McDermitt Kalderası'nda çalışacak madencilik şirketinin yöneticisi Tom Benson, “ABD'nin kendi lityum arzı olacak ve endüstriler arz kıtlığından daha az korkacak” diyerek rezervin önemine dikkat çekti. Leuven Üniversitesi’nden jeolog Anouk Borst da şu açıklamayı yaptı: “Çok ama çok önemli bir lityum yatağı. Fiyat, arz güvenliği ve jeopolitik açısından lityumun dinamiklerini küresel olarak değiştirebilir.”
Lityum talebinin yükselişi
2025 yılına kadar lityum talebinin yarısının elektrikli araç endüstrisinden geleceğine yönelik tahminler var. Bununla birlikte önümüzdeki 10 ila 15 yıl içinde elektrikli araç satışlarındaki çarpıcı artışla birlikte lityum için küresel talebin en az %300 artması bekleniyor.

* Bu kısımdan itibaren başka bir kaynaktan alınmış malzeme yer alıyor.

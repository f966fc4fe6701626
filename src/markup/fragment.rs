use super::Tag;

/// One raw markup unit (a pandoc `RawBlock`) carried through the passes.
#[derive(Debug, Clone, PartialEq, Eq)]
pub struct Fragment {
    /// Raw format label, e.g. `html`.
    pub format: String,
    /// Raw markup text.
    pub content: String,
}

impl Fragment {
    pub fn new(format: impl Into<String>, content: impl Into<String>) -> Self {
        Self {
            format: format.into(),
            content: content.into(),
        }
    }

    /// Creates a fragment labelled `html`.
    pub fn html(content: impl Into<String>) -> Self {
        Self::new("html", content)
    }

    /// Classifies the fragment's content against the table tag vocabulary.
    pub fn tag(&self) -> Tag {
        Tag::parse(&self.content)
    }
}
//! Error types for pandoc-tablespan.

use thiserror::Error;

/// Result type for filter operations.
pub type Result<T> = std::result::Result<T, Error>;

/// Errors raised at the document boundary. The table passes themselves never
/// fail; unrecognized markup is passed through.
#[derive(Error, Debug)]
pub enum Error {
    /// Error occurred while reading input or writing output.
    #[error("I/O error: {0}")]
    Io(#[from] std::io::Error),

    /// Input was not valid JSON, or output could not be serialized.
    #[error("Invalid pandoc JSON: {0}")]
    Json(#[from] serde_json::Error),

    /// Valid JSON that is not a pandoc document.
    #[error("Unsupported pandoc document: {0}")]
    UnsupportedDocument(String),
}
// Copyright (c) 2025 Fabstir
// SPDX-License-Identifier: BUSL-1.1
//! CTC decoding for the text recognition model

use ndarray::{ArrayViewD, Axis, Ix2};
use std::path::Path;

use crate::detection::error::DetectorError;

/// Placeholder at index 0; never emitted
const CTC_BLANK: char = '\u{0}';

/// Decoded line of text
#[derive(Debug, Clone, PartialEq)]
pub struct RecognizedText {
    pub text: String,
    /// Mean per-character probability, 0-1
    pub confidence: f32,
    /// One entry per char of `text`
    pub char_confidences: Vec<f32>,
}

/// Load a one-character-per-line dictionary.
///
/// Index 0 is the CTC blank and a trailing space class is appended, matching
/// the layout the recognition head was trained with.
pub fn load_dictionary(path: &Path) -> Result<Vec<char>, DetectorError> {
    let contents = std::fs::read_to_string(path).map_err(|e| {
        DetectorError::ModelNotFound(format!("dictionary {}: {}", path.display(), e))
    })?;
    Ok(parse_dictionary(&contents))
}

pub fn parse_dictionary(contents: &str) -> Vec<char> {
    let mut dictionary = vec![CTC_BLANK];
    dictionary.extend(
        contents
            .lines()
            .filter_map(|line| line.trim_end_matches('\r').chars().next()),
    );
    if !dictionary[1..].contains(&' ') {
        dictionary.push(' ');
    }
    dictionary
}

/// Greedy best-path decode with blank removal and repeat collapsing
pub fn ctc_decode(output: &ArrayViewD<f32>, dictionary: &[char]) -> Result<RecognizedText, DetectorError> {
    let steps = match output.ndim() {
        3 if output.shape()[0] == 1 => output.index_axis(Axis(0), 0),
        2 => output.view(),
        _ => {
            return Err(DetectorError::InvalidOutput(format!(
                "unexpected recognition output shape {:?}",
                output.shape()
            )))
        }
    };
    let steps = steps
        .into_dimensionality::<Ix2>()
        .map_err(|e| DetectorError::InvalidOutput(e.to_string()))?;

    let mut text = String::new();
    let mut char_confidences = Vec::new();
    let mut previous: Option<usize> = None;

    for row in steps.outer_iter() {
        let (index, prob) = row
            .iter()
            .copied()
            .enumerate()
            .fold((0, f32::NEG_INFINITY), |best, cur| if cur.1 > best.1 { cur } else { best });

        if index != 0 && previous != Some(index) {
            if let Some(&ch) = dictionary.get(index) {
                text.push(ch);
                char_confidences.push(prob.clamp(0.0, 1.0));
            }
        }
        previous = (index != 0).then_some(index);
    }

    let confidence = if char_confidences.is_empty() {
        0.0
    } else {
        char_confidences.iter().sum::<f32>() / char_confidences.len() as f32
    };

    Ok(RecognizedText {
        text,
        confidence,
        char_confidences,
    })
}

Şu anda dünya çapında yaklaşık 2 milyon elektrikli araç var; Bloomberg New Energy Finance'a göre, 2030 yılında bu rakamın 24 milyonu geçecek. Elektrikli araç devi Tesla’nın ABD, Meksika, Kanada ve Avustralya'daki madencilik firmalarından lityum tedariği arayışlarını sürdürdüğü biliniyor.

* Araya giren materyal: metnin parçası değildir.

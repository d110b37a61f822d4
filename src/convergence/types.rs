// Copyright (c) 2025 Fabstir
// SPDX-License-Identifier: BUSL-1.1
//! Evaluator/planner loop types

use chrono::{DateTime, Utc};
use serde::{Deserialize, Serialize};
use serde_json::Value;
use thiserror::Error;

use crate::config::{DEFAULT_MAX_STEPS, DEFAULT_TARGET_SCORE};
use crate::detection::types::clamp_unit;
use crate::redaction::{PlannedRedaction, RedactionPlan};
use crate::remote::RemoteError;

/// Approximate area of a leak, as reported by the evaluator
#[derive(Debug, Clone, Copy, PartialEq, Serialize, Deserialize)]
pub struct LeakRegion {
    pub x: f32,
    pub y: f32,
    pub width: f32,
    pub height: f32,
}

#[derive(Debug, Clone, PartialEq, Serialize, Deserialize)]
pub struct VisibleLeak {
    #[serde(rename = "type")]
    pub kind: String,
    pub description: String,
    #[serde(default, skip_serializing_if = "Option::is_none")]
    pub region: Option<LeakRegion>,
}

/// One privacy assessment of the current image
#[derive(Debug, Clone, PartialEq, Serialize, Deserialize)]
#[serde(rename_all = "camelCase")]
pub struct Evaluation {
    /// 0 = fully identifying, 1 = nothing identifying left
    pub vagueness_score: f32,
    pub visible_leaks: Vec<VisibleLeak>,
    pub reasoning: String,
}

fn number(value: &Value) -> Option<f64> {
    match value {
        Value::Number(n) => n.as_f64(),
        Value::String(s) => s.trim().parse().ok(),
        _ => None,
    }
}

fn string_field(value: &Value, key: &str) -> Option<String> {
    value.get(key).and_then(|v| v.as_str()).map(|s| s.trim().to_string())
}

impl Evaluation {
    /// Build from the evaluator's raw JSON. The score is required and is
    /// clamped into [0, 1]; other fields are optional.
    pub fn from_value(value: &Value) -> Result<Self, RemoteError> {
        let score = value
            .get("vaguenessScore")
            .or_else(|| value.get("vagueness_score"))
            .and_then(number)
            .ok_or_else(|| RemoteError::parse("Evaluation is missing vaguenessScore"))?;

        let visible_leaks = value
            .get("visibleLeaks")
            .or_else(|| value.get("visible_leaks"))
            .and_then(|v| v.as_array())
            .map(|items| items.iter().filter_map(parse_leak).collect())
            .unwrap_or_default();

        Ok(Self {
            vagueness_score: clamp_unit(score as f32),
            visible_leaks,
            reasoning: string_field(value, "reasoning").unwrap_or_default(),
        })
    }
}

fn parse_leak(item: &Value) -> Option<VisibleLeak> {
    if !item.is_object() {
        return None;
    }

    let region = item.get("region").and_then(|r| {
        Some(LeakRegion {
            x: number(r.get("x")?)? as f32,
            y: number(r.get("y")?)? as f32,
            width: number(r.get("width")?)? as f32,
            height: number(r.get("height")?)? as f32,
        })
    });

    Some(VisibleLeak {
        kind: string_field(item, "type").unwrap_or_else(|| "unknown".to_string()),
        description: string_field(item, "description").unwrap_or_default(),
        region,
    })
}

/// Immutable record of one loop step
#[derive(Debug, Clone, PartialEq, Serialize, Deserialize)]
#[serde(rename_all = "camelCase")]
pub struct Iteration {
    pub step: u32,
    pub evaluation: Evaluation,
    pub plan: Option<RedactionPlan>,
    pub applied_redactions: Vec<PlannedRedaction>,
    pub timestamp: DateTime<Utc>,
}

#[derive(Debug, Clone, Copy, PartialEq, Eq, Serialize, Deserialize)]
#[serde(rename_all = "snake_case")]
pub enum LoopStatus {
    Idle,
    Evaluating,
    Planning,
    Redacting,
    Completed,
    MaxSteps,
    Cancelled,
    Error,
}

/// Loop snapshot; the last run's outcome stays until cleared or restarted
#[derive(Debug, Clone, PartialEq, Serialize)]
#[serde(rename_all = "camelCase")]
pub struct LoopState {
    /// Whether a key is stored; the key itself is never exposed here
    pub has_api_key: bool,
    pub target_score: f32,
    pub max_steps: u32,
    pub is_running: bool,
    pub status: LoopStatus,
    pub current_step: u32,
    pub current_score: Option<f32>,
    pub iterations: Vec<Iteration>,
    pub error: Option<String>,
}

impl Default for LoopState {
    fn default() -> Self {
        Self {
            has_api_key: false,
            target_score: DEFAULT_TARGET_SCORE,
            max_steps: DEFAULT_MAX_STEPS,
            is_running: false,
            status: LoopStatus::Idle,
            current_step: 0,
            current_score: None,
            iterations: Vec::new(),
            error: None,
        }
    }
}

#[derive(Debug, Clone, PartialEq, Error)]
pub enum LoopError {
    #[error("An API key is required")]
    MissingApiKey,

    #[error("No image loaded")]
    MissingImage,

    #[error("The loop is already running")]
    AlreadyRunning,

    #[error("Invalid settings: {0}")]
    InvalidSettings(String),
}
// Copyright (c) 2025 Fabstir
// SPDX-License-Identifier: BUSL-1.1
//! Remote inference for the evaluator/planner loop
//!
//! Components:
//! - `client` - authenticated chat-completions wrapper with cancellation
//! - `error` - failure taxonomy (auth, rate_limit, server, network, parse)
//! - `types` - role-tagged multimodal messages

pub mod client;
pub mod error;
pub mod types;

pub use client::{extract_error_message, parse_json_response, InferenceClient};
pub use error::{RemoteError, RemoteErrorKind};
pub use types::{CallOptions, ChatMessage, ContentPart, ImageUrl, MessageContent, Role};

Yükselen talebin doğal sonucu olarak, son birkaç yılda küresel pazarlardaki lityum fiyatları, yeterli miktarda bulunamayacağı korkusuyla 2018'deki keskin bir yükseliş yaşamıştı. Ancak ABD Jeolojik Araştırmalar Merkezi’nden jeolog Lisa Stilling, bu kıyamet senaryolarının biraz abartıldığı kanaatinde. Stilling, lityumun Dünya kabuğunun %0.002’sini oluşturduğu, ancak jeolojik olarak çok da nadir olmadığını, sadece nerede konsantre olarak bulunduğunu bilmenin mesele olduğunu söylüyor.
Araştırmacılar, bu soruyu cevaplamak için bu metalin zengin tortularının, rüzgâr gücü, su, ısı ve zamanla nasıl ve nerede birleştiklerini inceliyor. Bu yerler arasında Şili, Arjantin ve Bolivya’yı içeren Lityum Üçgeni’nin bulunduğu düz çöl havzalarının yanı sıra, Avustralya, Amerika Birleşik Devletleri ve Kanada'da pegmatit denilen volkanik kayalar ve kil oluşum bölgeleri var. Bir “beyaz altın” avı sürüyor...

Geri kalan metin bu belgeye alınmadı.